- [Data in this exercise]:
- - -

//! Flatten remote resources into the flat state the orchestration host stores.
//!
//! A component with no provisioned current plan flattens to nothing at all.
//! Re-reading an unconfigured component must never synthesize state,
//! otherwise the host would see a diff for something the user never asked for.

use crate::component::{ComponentKind, NODE_TYPE_PREFIX};
use crate::desired::{ComponentSpec, TopologySpec};
use crate::endpoint;
use crate::size;
use crate::types::{RemoteResourceInfo, TopologyElement};
use serde::{Deserialize, Serialize};
use std::collections::BTreeMap;

/// Flat, reconciled state of one component.
#[derive(Debug, Clone, PartialEq, Eq, Serialize, Deserialize)]
pub struct FlatComponentState {
    #[serde(default, skip_serializing_if = "String::is_empty")]
    pub ref_id: String,
    #[serde(default, skip_serializing_if = "String::is_empty")]
    pub resource_id: String,
    #[serde(default, skip_serializing_if = "String::is_empty")]
    pub display_name: String,
    #[serde(default, skip_serializing_if = "String::is_empty")]
    pub version: String,
    #[serde(default, skip_serializing_if = "String::is_empty")]
    pub region: String,
    #[serde(default, skip_serializing_if = "Option::is_none")]
    pub elasticsearch_cluster_ref_id: Option<String>,
    #[serde(default, skip_serializing_if = "String::is_empty")]
    pub http_endpoint: String,
    #[serde(default, skip_serializing_if = "String::is_empty")]
    pub https_endpoint: String,
    pub topology: Vec<FlatTopologyElement>,
}

/// Flat form of one topology element.
#[derive(Debug, Clone, PartialEq, Eq, Serialize, Deserialize)]
pub struct FlatTopologyElement {
    pub instance_configuration_id: String,
    pub memory_per_node: String,
    pub zone_count: i32,
    /// `node_type_<flag>` attributes
    #[serde(flatten)]
    pub node_types: BTreeMap<String, bool>,
}

/// Flatten one resource of `kind`.
///
/// `sibling_ref_id` fills in a companion's elasticsearch binding when the
/// API does not report one. Returns `None` when the resource is absent or
/// has no provisioned current plan.
pub fn flatten_resource(
    resource: Option<&RemoteResourceInfo>,
    kind: ComponentKind,
    sibling_ref_id: Option<&str>,
) -> Option<FlatComponentState> {
    let resource = resource.filter(|r| r.kind == kind)?;
    let plan = resource.current_plan()?;
    let info = resource.info.as_ref()?;

    let endpoints = endpoint::from_metadata(info.metadata.as_ref());
    let region = resource
        .region
        .clone()
        .filter(|r| !r.is_empty())
        .unwrap_or_else(|| info.region.clone());

    let elasticsearch_cluster_ref_id = if kind.is_primary() {
        None
    } else {
        resource
            .elasticsearch_cluster_ref_id
            .clone()
            .or_else(|| sibling_ref_id.map(str::to_string))
    };

    Some(FlatComponentState {
        ref_id: resource.ref_id.clone().unwrap_or_default(),
        resource_id: info.id.clone().unwrap_or_default(),
        display_name: info.name.clone().unwrap_or_default(),
        version: plan.version.clone(),
        region,
        elasticsearch_cluster_ref_id,
        http_endpoint: endpoints.http,
        https_endpoint: endpoints.https,
        topology: plan
            .provisioned()
            .map(|el| flatten_element(kind, el))
            .collect(),
    })
}

/// Flatten a list of resources of one kind, dropping those that are absent.
pub fn flatten_resources(
    resources: &[RemoteResourceInfo],
    kind: ComponentKind,
) -> Vec<FlatComponentState> {
    resources
        .iter()
        .filter_map(|r| flatten_resource(Some(r), kind, None))
        .collect()
}

fn flatten_element(kind: ComponentKind, element: &TopologyElement) -> FlatTopologyElement {
    let node_types = kind
        .descriptor()
        .node_types
        .iter()
        .filter_map(|flag| {
            element
                .node_type
                .get(flag.name)
                .map(|value| (format!("{NODE_TYPE_PREFIX}{}", flag.name), *value))
        })
        .collect();

    FlatTopologyElement {
        instance_configuration_id: element.instance_configuration_id.clone(),
        memory_per_node: size::encode(element.size_units()),
        zone_count: element.zone_count,
        node_types,
    }
}

impl FlatComponentState {
    /// A desired spec that pins everything this state reports.
    ///
    /// Building a change request from this spec against the same remote
    /// state yields a no-op.
    pub fn to_spec(&self) -> ComponentSpec {
        ComponentSpec {
            ref_id: Some(self.ref_id.clone()).filter(|r| !r.is_empty()),
            elasticsearch_cluster_ref_id: self.elasticsearch_cluster_ref_id.clone(),
            version: Some(self.version.clone()).filter(|v| !v.is_empty()),
            topology: self.topology.iter().map(FlatTopologyElement::to_spec).collect(),
        }
    }
}

impl FlatTopologyElement {
    fn to_spec(&self) -> TopologySpec {
        TopologySpec {
            instance_configuration_id: Some(self.instance_configuration_id.clone()),
            size: Some(self.memory_per_node.clone()),
            zone_count: Some(self.zone_count),
            node_type: self
                .node_types
                .iter()
                .filter_map(|(key, value)| {
                    key.strip_prefix(NODE_TYPE_PREFIX)
                        .map(|flag| (flag.to_string(), *value))
                })
                .collect(),
        }
    }
}

#[cfg(test)]
mod tests {
    use super::*;
    use crate::types::{
        Metadata, Plan, PlanAttempt, PlanInfo, PlanStatus, Ports, ResourceInfo, TopologySize,
    };
    use serde_json::json;

    fn enterprise_search_resource() -> RemoteResourceInfo {
        RemoteResourceInfo {
            kind: ComponentKind::EnterpriseSearch,
            ref_id: Some("main-enterprise_search".to_string()),
            elasticsearch_cluster_ref_id: Some("main-elasticsearch".to_string()),
            region: Some("some-region".to_string()),
            info: Some(ResourceInfo {
                id: Some("320b7b540dfc967a7a649c18e2fce4ed".to_string()),
                name: Some("some-enterprisesearch-name".to_string()),
                region: "some-region".to_string(),
                healthy: true,
                status: "started".to_string(),
                metadata: Some(Metadata {
                    endpoint: "h.cloud.example".to_string(),
                    ports: Some(Ports {
                        http: Some(9200),
                        https: Some(9243),
                    }),
                }),
                plan_info: Some(PlanInfo {
                    current: Some(PlanAttempt {
                        plan: Some(Plan {
                            version: "7.7.0".to_string(),
                            topology: vec![TopologyElement {
                                instance_configuration_id: "aws.x.r4".to_string(),
                                zone_count: 1,
                                size: Some(TopologySize::memory(1024)),
                                node_type: BTreeMap::from([
                                    ("appserver".to_string(), true),
                                    ("worker".to_string(), false),
                                ]),
                            }],
                        }),
                        status: PlanStatus::Success,
                        error: None,
                    }),
                    pending: None,
                }),
            }),
        }
    }

    #[test]
    fn test_empty_resource_list_flattens_to_nothing() {
        assert!(flatten_resources(&[], ComponentKind::EnterpriseSearch).is_empty());
    }

    #[test]
    fn test_pending_only_flattens_to_nothing() {
        let res = RemoteResourceInfo {
            kind: ComponentKind::EnterpriseSearch,
            ref_id: None,
            elasticsearch_cluster_ref_id: None,
            region: None,
            info: Some(ResourceInfo {
                plan_info: Some(PlanInfo {
                    current: None,
                    pending: Some(PlanAttempt::default()),
                }),
                ..Default::default()
            }),
        };
        assert!(flatten_resources(&[res], ComponentKind::EnterpriseSearch).is_empty());
    }

    #[test]
    fn test_absent_resource_flattens_to_none() {
        assert!(flatten_resource(None, ComponentKind::Kibana, None).is_none());
    }

    #[test]
    fn test_kind_mismatch_flattens_to_none() {
        let res = enterprise_search_resource();
        assert!(flatten_resource(Some(&res), ComponentKind::Kibana, None).is_none());
    }

    #[test]
    fn test_parses_full_resource() {
        let got = flatten_resources(&[enterprise_search_resource()], ComponentKind::EnterpriseSearch);
        assert_eq!(got.len(), 1);
        assert_eq!(
            serde_json::to_value(&got[0]).unwrap(),
            json!({
                "elasticsearch_cluster_ref_id": "main-elasticsearch",
                "display_name": "some-enterprisesearch-name",
                "ref_id": "main-enterprise_search",
                "resource_id": "320b7b540dfc967a7a649c18e2fce4ed",
                "version": "7.7.0",
                "region": "some-region",
                "http_endpoint": "http://h.cloud.example:9200",
                "https_endpoint": "https://h.cloud.example:9243",
                "topology": [{
                    "instance_configuration_id": "aws.x.r4",
                    "memory_per_node": "1g",
                    "zone_count": 1,
                    "node_type_appserver": true,
                    "node_type_worker": false
                }]
            })
        );
    }

    #[test]
    fn test_missing_metadata_omits_endpoints() {
        let mut res = enterprise_search_resource();
        res.info.as_mut().unwrap().metadata = None;
        let flat = flatten_resource(Some(&res), ComponentKind::EnterpriseSearch, None).unwrap();
        let value = serde_json::to_value(&flat).unwrap();
        assert!(value.get("http_endpoint").is_none());
        assert!(value.get("https_endpoint").is_none());
    }

    #[test]
    fn test_sibling_ref_fills_missing_binding() {
        let mut res = enterprise_search_resource();
        res.elasticsearch_cluster_ref_id = None;
        let flat =
            flatten_resource(Some(&res), ComponentKind::EnterpriseSearch, Some("es-ref")).unwrap();
        assert_eq!(flat.elasticsearch_cluster_ref_id.as_deref(), Some("es-ref"));
    }

    #[test]
    fn test_topology_order_follows_api() {
        let mut res = enterprise_search_resource();
        let plan = res
            .info
            .as_mut()
            .unwrap()
            .plan_info
            .as_mut()
            .unwrap()
            .current
            .as_mut()
            .unwrap()
            .plan
            .as_mut()
            .unwrap();
        let mut second = plan.topology[0].clone();
        second.instance_configuration_id = "aws.a.first-alphabetically".to_string();
        second.size = Some(TopologySize::memory(512));
        plan.topology.push(second);
        plan.topology.push(TopologyElement {
            instance_configuration_id: "aws.unused".to_string(),
            ..Default::default()
        });

        let flat = flatten_resource(Some(&res), ComponentKind::EnterpriseSearch, None).unwrap();
        let ids: Vec<_> = flat
            .topology
            .iter()
            .map(|el| el.instance_configuration_id.as_str())
            .collect();
        assert_eq!(ids, vec!["aws.x.r4", "aws.a.first-alphabetically"]);
        assert_eq!(flat.topology[1].memory_per_node, "512m");
    }

    #[test]
    fn test_flags_not_defined_for_kind_are_dropped() {
        let mut res = enterprise_search_resource();
        res.kind = ComponentKind::Kibana;
        let flat = flatten_resource(Some(&res), ComponentKind::Kibana, None).unwrap();
        assert!(flat.topology[0].node_types.is_empty());
    }

    #[test]
    fn test_flatten_is_byte_identical() {
        let res = enterprise_search_resource();
        let first = serde_json::to_string(&flatten_resources(
            std::slice::from_ref(&res),
            ComponentKind::EnterpriseSearch,
        ))
        .unwrap();
        let second = serde_json::to_string(&flatten_resources(
            std::slice::from_ref(&res),
            ComponentKind::EnterpriseSearch,
        ))
        .unwrap();
        assert_eq!(first, second);
    }

    #[test]
    fn test_to_spec_strips_node_type_prefix() {
        let flat = flatten_resource(
            Some(&enterprise_search_resource()),
            ComponentKind::EnterpriseSearch,
            None,
        )
        .unwrap();
        let spec = flat.to_spec();
        assert_eq!(spec.version.as_deref(), Some("7.7.0"));
        assert_eq!(spec.topology[0].size.as_deref(), Some("1g"));
        assert_eq!(spec.topology[0].node_type.get("appserver"), Some(&true));
        assert_eq!(spec.topology[0].node_type.get("worker"), Some(&false));
    }
}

- - -

- [Your goal]: In this exercise, copy only the lines from the opening line of the material through the line where "use std::collections::BTreeMap;" appears.

- [Written response]:
//! Flatten remote resources into the flat state the orchestration host stores.
//!
//! A component with no provisioned current plan flattens to nothing at all.
//! Re-reading an unconfigured component must never synthesize state,
//! otherwise the host would see a diff for something the user never asked for.

use crate::component::{ComponentKind, NODE_TYPE_PREFIX};
use crate::desired::{ComponentSpec, TopologySpec};
use crate::endpoint;
use crate::size;
use crate::types::{RemoteResourceInfo, TopologyElement};
use serde::{Deserialize, Serialize};
use std::collections::BTreeMap;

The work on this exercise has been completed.